UAW-GM, 228 Mich.App. at 494, 579
N.W.2d at 415. The UAW-GW
Court explained its holding as follows:
The conclusion that parol evidence is not
admissible to show that a written agreement is not integrated when the
agreement itself includes an integration clause is consistent with the general
contract principles of honoring parties' agreements as expressed in their written
contracts and not creating ambiguities where none exist… This conclusion
accords respect to the rules that the parties themselves have set forth to
resolve controversies arising under the contract. The parties are bound by the
contract because they have chosen to be so bound.
Further, and most fundamentally, if parol
evidence were admissible with regard to the threshold issue whether the written
agreement was integrated despite the existence of an integration clause, there
would be little distinction between contracts that include an integration
clause and those that do not. When the parties choose to include an integration
clause, they clearly indicate that the written agreement is integrated;
accordingly, there is no longer any “threshold issue” whether the agreement is
integrated and, correspondingly, no need to resort to parol evidence to resolve
this issue. Thus NAG,
which allows resort to parol evidence to resolve this “threshold issue,” does not control
when a contract includes a valid merger clause.

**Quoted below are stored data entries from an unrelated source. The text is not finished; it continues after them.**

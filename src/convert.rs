//! Conversion entry points.
//!
//! pdfium is blocking and not async-safe, so the async functions move the
//! whole pipeline onto one `spawn_blocking` thread. The `*_sync` variants
//! run it on the calling thread. [`convert_document`] and
//! [`convert_document_to_file`] accept any [`PageSource`], which is how
//! the pipeline is driven without the native engine.

use crate::config::ConversionConfig;
use crate::error::Pdf2PptxError;
use crate::output::{ConversionOutput, ConversionStats, DocumentInfo, PredictedSlides};
use crate::pipeline::classify::PairingMode;
use crate::pipeline::document::PageSource;
use crate::pipeline::driver::Pipeline;
use crate::pipeline::input::resolve_input;
use crate::pipeline::pdfium::{bind_engine, PdfiumDocument};
use crate::pipeline::render::validate_dpi;
use crate::staging::StagedPackage;
use std::io::Cursor;
use std::path::Path;
use tracing::info;

/// Convert a PDF to a presentation package held in memory.
///
/// # Errors
/// Every error is fatal; nothing is returned for a partially converted deck.
///
/// # Example
/// ```rust,no_run
/// use pdf2pptx::{convert, ConversionConfig, PairingMode};
///
/// # #[tokio::main]
/// # async fn main() -> Result<(), Box<dyn std::error::Error>> {
/// let config = ConversionConfig::builder()
///     .dpi(150)
///     .pairing(PairingMode::Interleaved)
///     .build()?;
/// let output = convert("talk.pdf", &config).await?;
/// std::fs::write("talk.pptx", &output.package)?;
/// # Ok(())
/// # }
/// ```
pub async fn convert(
    input: impl AsRef<Path>,
    config: &ConversionConfig,
) -> Result<ConversionOutput, Pdf2PptxError> {
    let input = input.as_ref().to_path_buf();
    let config = config.clone();
    run_blocking(move || convert_sync(&input, &config)).await
}

/// Convert a PDF and publish the package at `output`.
///
/// The package is staged next to `output` and renamed into place only once
/// it is complete. On failure nothing appears at `output`.
pub async fn convert_to_file(
    input: impl AsRef<Path>,
    output: impl AsRef<Path>,
    config: &ConversionConfig,
) -> Result<ConversionStats, Pdf2PptxError> {
    let input = input.as_ref().to_path_buf();
    let output = output.as_ref().to_path_buf();
    let config = config.clone();
    run_blocking(move || convert_file_sync(&input, &output, &config)).await
}

/// Report page count, sizes, title and predicted slide counts.
pub async fn inspect(
    input: impl AsRef<Path>,
    password: Option<String>,
) -> Result<DocumentInfo, Pdf2PptxError> {
    let input = input.as_ref().to_path_buf();
    run_blocking(move || {
        let path = resolve_input(&input)?;
        let pdfium = bind_engine()?;
        let document = PdfiumDocument::open(&pdfium, &path, password.as_deref())?;
        inspect_document(&document)
    })
    .await
}

/// Blocking variant of [`convert`].
pub fn convert_sync(
    input: &Path,
    config: &ConversionConfig,
) -> Result<ConversionOutput, Pdf2PptxError> {
    validate_dpi(config.dpi)?;
    let path = resolve_input(input)?;
    let pdfium = bind_engine()?;
    let document = PdfiumDocument::open(&pdfium, &path, config.password.as_deref())?;
    convert_document(&document, config)
}

/// Blocking variant of [`convert_to_file`].
pub fn convert_file_sync(
    input: &Path,
    output: &Path,
    config: &ConversionConfig,
) -> Result<ConversionStats, Pdf2PptxError> {
    validate_dpi(config.dpi)?;
    let path = resolve_input(input)?;
    let pdfium = bind_engine()?;
    let document = PdfiumDocument::open(&pdfium, &path, config.password.as_deref())?;
    convert_document_to_file(&document, output, config)
}

/// Run the pipeline over an opened document into memory.
pub fn convert_document<D: PageSource + ?Sized>(
    document: &D,
    config: &ConversionConfig,
) -> Result<ConversionOutput, Pdf2PptxError> {
    let mut pipeline = Pipeline::new(config)?;
    pipeline.open(document)?;
    let (sink, stats) = pipeline.run(Cursor::new(Vec::new()))?;
    pipeline.close()?;
    Ok(ConversionOutput {
        package: sink.into_inner(),
        stats,
    })
}

/// Run the pipeline over an opened document and publish the package at
/// `output` atomically.
pub fn convert_document_to_file<D: PageSource + ?Sized>(
    document: &D,
    output: &Path,
    config: &ConversionConfig,
) -> Result<ConversionStats, Pdf2PptxError> {
    let mut pipeline = Pipeline::new(config)?;
    pipeline.open(document)?;
    let mut staged = StagedPackage::create(output)?;

    let stats = {
        let (writer, stats) = pipeline.run(staged.writer())?;
        writer
            .into_inner()
            .map_err(|e| Pdf2PptxError::write(output.display().to_string(), e.into_error()))?;
        stats
    };

    let published = staged.publish()?;
    pipeline.close()?;
    info!(
        "{} slides written to {}",
        stats.slides,
        published.display()
    );
    Ok(stats)
}

/// Describe an opened document without converting it.
pub fn inspect_document<D: PageSource + ?Sized>(
    document: &D,
) -> Result<DocumentInfo, Pdf2PptxError> {
    let page_count = document.page_count();
    let first_page = match page_count {
        0 => None,
        _ => Some(document.page_size(0)?),
    };

    let mut mixed_page_sizes = false;
    if let Some(first) = first_page {
        for index in 1..page_count {
            if document.page_size(index)? != first {
                mixed_page_sizes = true;
                break;
            }
        }
    }

    Ok(DocumentInfo {
        page_count,
        first_page,
        mixed_page_sizes,
        title: document.title(),
        predicted_slides: PairingMode::ALL
            .iter()
            .map(|&mode| PredictedSlides {
                mode,
                slides: mode.slide_count(page_count),
            })
            .collect(),
    })
}

async fn run_blocking<T, F>(job: F) -> Result<T, Pdf2PptxError>
where
    F: FnOnce() -> Result<T, Pdf2PptxError> + Send + 'static,
    T: Send + 'static,
{
    tokio::task::spawn_blocking(job)
        .await
        .map_err(|e| Pdf2PptxError::Internal(format!("conversion worker failed: {e}")))?
}
//! Page classification: split the page sequence into (slide, notes) pairs.
//!
//! The pairing policy is chosen by the caller, never guessed from content.
//! A [`PairingStrategy`] decides, given a cursor into the document, which
//! page is the next slide, where its notes come from, and how many pages the
//! pair consumed. [`PagePairs`] drives a strategy lazily and forward-only, so
//! no page is touched before the pipeline asks for it.

use crate::error::Pdf2PptxError;
use serde::{Deserialize, Serialize};
use std::fmt;
use std::iter::FusedIterator;
use std::str::FromStr;

/// Where the notes for a slide come from.
#[derive(Debug, Clone, Copy, PartialEq, Eq)]
pub enum NoteRef {
    /// The text layer of a dedicated note page.
    Page(usize),
    /// The comment annotations attached to the given (slide) page.
    Annotations(usize),
}

/// One unit of work produced by the classifier.
#[derive(Debug, Clone, Copy, PartialEq, Eq)]
pub struct PagePair {
    /// Dense 0-based slide position in the output deck.
    pub ordinal: usize,
    /// Index of the page to rasterise.
    pub slide: usize,
    /// Notes source, or `None` when the slide has no notes.
    pub note: Option<NoteRef>,
}

/// Role of a page under a pairing mode.
#[derive(Debug, Clone, Copy, PartialEq, Eq, Serialize, Deserialize)]
pub enum PageRole {
    Slide,
    Note,
    /// A slide whose note page is missing (trailing page of an odd
    /// interleaved document).
    Unpaired,
}

/// A pairing policy. Implementations must consume at least one page per
/// pair and must never look past `page_count`.
pub trait PairingStrategy: Send + Sync {
    /// Pair starting at `cursor`, plus the number of pages it consumed.
    /// `None` once the document is exhausted.
    fn pair_at(&self, cursor: usize, page_count: usize) -> Option<(usize, Option<NoteRef>, usize)>;
}

/// Every page is a slide; there are no notes.
#[derive(Debug, Clone, Copy, Default)]
pub struct NoNotes;

impl PairingStrategy for NoNotes {
    fn pair_at(&self, cursor: usize, page_count: usize) -> Option<(usize, Option<NoteRef>, usize)> {
        (cursor < page_count).then_some((cursor, None, 1))
    }
}

/// Pages alternate slide, note, slide, note, …
#[derive(Debug, Clone, Copy, Default)]
pub struct Interleaved;

impl PairingStrategy for Interleaved {
    fn pair_at(&self, cursor: usize, page_count: usize) -> Option<(usize, Option<NoteRef>, usize)> {
        if cursor >= page_count {
            return None;
        }
        let note = cursor + 1;
        if note < page_count {
            Some((cursor, Some(NoteRef::Page(note)), 2))
        } else {
            Some((cursor, None, 1))
        }
    }
}

/// Every page is a slide; its notes are its own comment annotations.
#[derive(Debug, Clone, Copy, Default)]
pub struct Annotated;

impl PairingStrategy for Annotated {
    fn pair_at(&self, cursor: usize, page_count: usize) -> Option<(usize, Option<NoteRef>, usize)> {
        (cursor < page_count).then_some((cursor, Some(NoteRef::Annotations(cursor)), 1))
    }
}

/// Built-in pairing modes, selected explicitly by configuration.
#[derive(Debug, Clone, Copy, PartialEq, Eq, Default, Serialize, Deserialize)]
pub enum PairingMode {
    /// Every page is a slide. (default)
    #[default]
    NoNotes,
    /// Slide pages alternate with note pages.
    Interleaved,
    /// Every page is a slide; notes come from its comment annotations.
    Annotations,
}

impl PairingMode {
    pub const ALL: [PairingMode; 3] = [
        PairingMode::NoNotes,
        PairingMode::Interleaved,
        PairingMode::Annotations,
    ];

    pub fn strategy(self) -> Box<dyn PairingStrategy> {
        match self {
            PairingMode::NoNotes => Box::new(NoNotes),
            PairingMode::Interleaved => Box::new(Interleaved),
            PairingMode::Annotations => Box::new(Annotated),
        }
    }

    /// Number of slides a document of `page_count` pages yields.
    pub fn slide_count(self, page_count: usize) -> usize {
        match self {
            PairingMode::Interleaved => page_count.div_ceil(2),
            PairingMode::NoNotes | PairingMode::Annotations => page_count,
        }
    }

    /// Role of page `index` in a document of `page_count` pages.
    pub fn role_of(self, index: usize, page_count: usize) -> PageRole {
        match self {
            PairingMode::Interleaved if index % 2 == 1 => PageRole::Note,
            PairingMode::Interleaved if index + 1 >= page_count => PageRole::Unpaired,
            _ => PageRole::Slide,
        }
    }

    pub fn as_str(self) -> &'static str {
        match self {
            PairingMode::NoNotes => "none",
            PairingMode::Interleaved => "interleaved",
            PairingMode::Annotations => "annotations",
        }
    }
}

impl fmt::Display for PairingMode {
    fn fmt(&self, f: &mut fmt::Formatter<'_>) -> fmt::Result {
        f.write_str(self.as_str())
    }
}

impl FromStr for PairingMode {
    type Err = Pdf2PptxError;

    fn from_str(s: &str) -> Result<Self, Self::Err> {
        match s.trim().to_ascii_lowercase().as_str() {
            "none" | "no-notes" | "nonotes" => Ok(PairingMode::NoNotes),
            "interleaved" | "alternate" => Ok(PairingMode::Interleaved),
            "annotations" | "comments" => Ok(PairingMode::Annotations),
            other => Err(Pdf2PptxError::InvalidParameter(format!(
                "unknown pairing mode '{other}' (expected none, interleaved or annotations)"
            ))),
        }
    }
}

/// Lazy, forward-only sequence of page pairs.
pub struct PagePairs {
    strategy: Box<dyn PairingStrategy>,
    page_count: usize,
    cursor: usize,
    ordinal: usize,
}

impl PagePairs {
    /// Pages not yet consumed.
    pub fn remaining_pages(&self) -> usize {
        self.page_count.saturating_sub(self.cursor)
    }
}

impl Iterator for PagePairs {
    type Item = PagePair;

    fn next(&mut self) -> Option<PagePair> {
        if self.cursor >= self.page_count {
            return None;
        }
        let (slide, note, consumed) = self.strategy.pair_at(self.cursor, self.page_count)?;
        // A strategy that consumes nothing would loop forever.
        self.cursor += consumed.max(1);
        let pair = PagePair {
            ordinal: self.ordinal,
            slide,
            note,
        };
        self.ordinal += 1;
        Some(pair)
    }
}

impl FusedIterator for PagePairs {}

/// Classify a document of `page_count` pages with a built-in mode.
pub fn classify(mode: PairingMode, page_count: usize) -> PagePairs {
    classify_with(mode.strategy(), page_count)
}

/// Classify with a caller-supplied strategy.
pub fn classify_with(strategy: Box<dyn PairingStrategy>, page_count: usize) -> PagePairs {
    PagePairs {
        strategy,
        page_count,
        cursor: 0,
        ordinal: 0,
    }
}

/// Number of pairs `strategy` yields for `page_count` pages.
///
/// Strategies work on indices only, so this touches no page.
pub fn count_pairs(strategy: &dyn PairingStrategy, page_count: usize) -> usize {
    let mut cursor = 0;
    let mut pairs = 0;
    while cursor < page_count {
        match strategy.pair_at(cursor, page_count) {
            Some((_, _, consumed)) => {
                cursor += consumed.max(1);
                pairs += 1;
            }
            None => break,
        }
    }
    pairs
}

In essence what the UAW-GW Court did is hold that parol evidence will not be allowed to
show a contract is not integrated where doing so would be inconsistent with the
written language of the contract.
Further while the UAW-GW
Court’s conclusion indicates that parol evidence is barred where a contract is
a completely integrated, the logic of the holding would also apply to bar parol
evidence where a contract is partial integrated to the extent that the
proffered parol evidence is inconsistent with the integrated terms of the
contract.
In Goodwin,
392 Mich. at 204, 220 N.W.2d at 668, and in NAG,
407 Mich. at 410-11, 285 N.W.2d at 771-72, the Court cites Brady v. Central Excavators, Inc., 316 Mich. 594, 25 N.W.2d 630
(1947), as the case for the partial integration exception to the parol evidence
rule. In Brady, the proffered parol evidence was not inconsistent with the
written agreement. The case involved
street construction. The plaintiff
claimed that the defendant orally agreed to provide a certain base grade and
sub-soil stability for the street the plaintiff was to construct. The plaintiff further claimed that it was
defendant’s failure to do the same that caused plaintiff not to be able to meet
his obligations under the contract, which was deduced from several
letters. The Court allowed parol
evidence and quoted Danielson v. Bank of
Scandinavia, 201 Wis. 392, 230 N.W. 83 (1930) for the proposition that,
“parol evidence may be received to establish that part of the transaction which
was permitted by the parties to remain in parol.”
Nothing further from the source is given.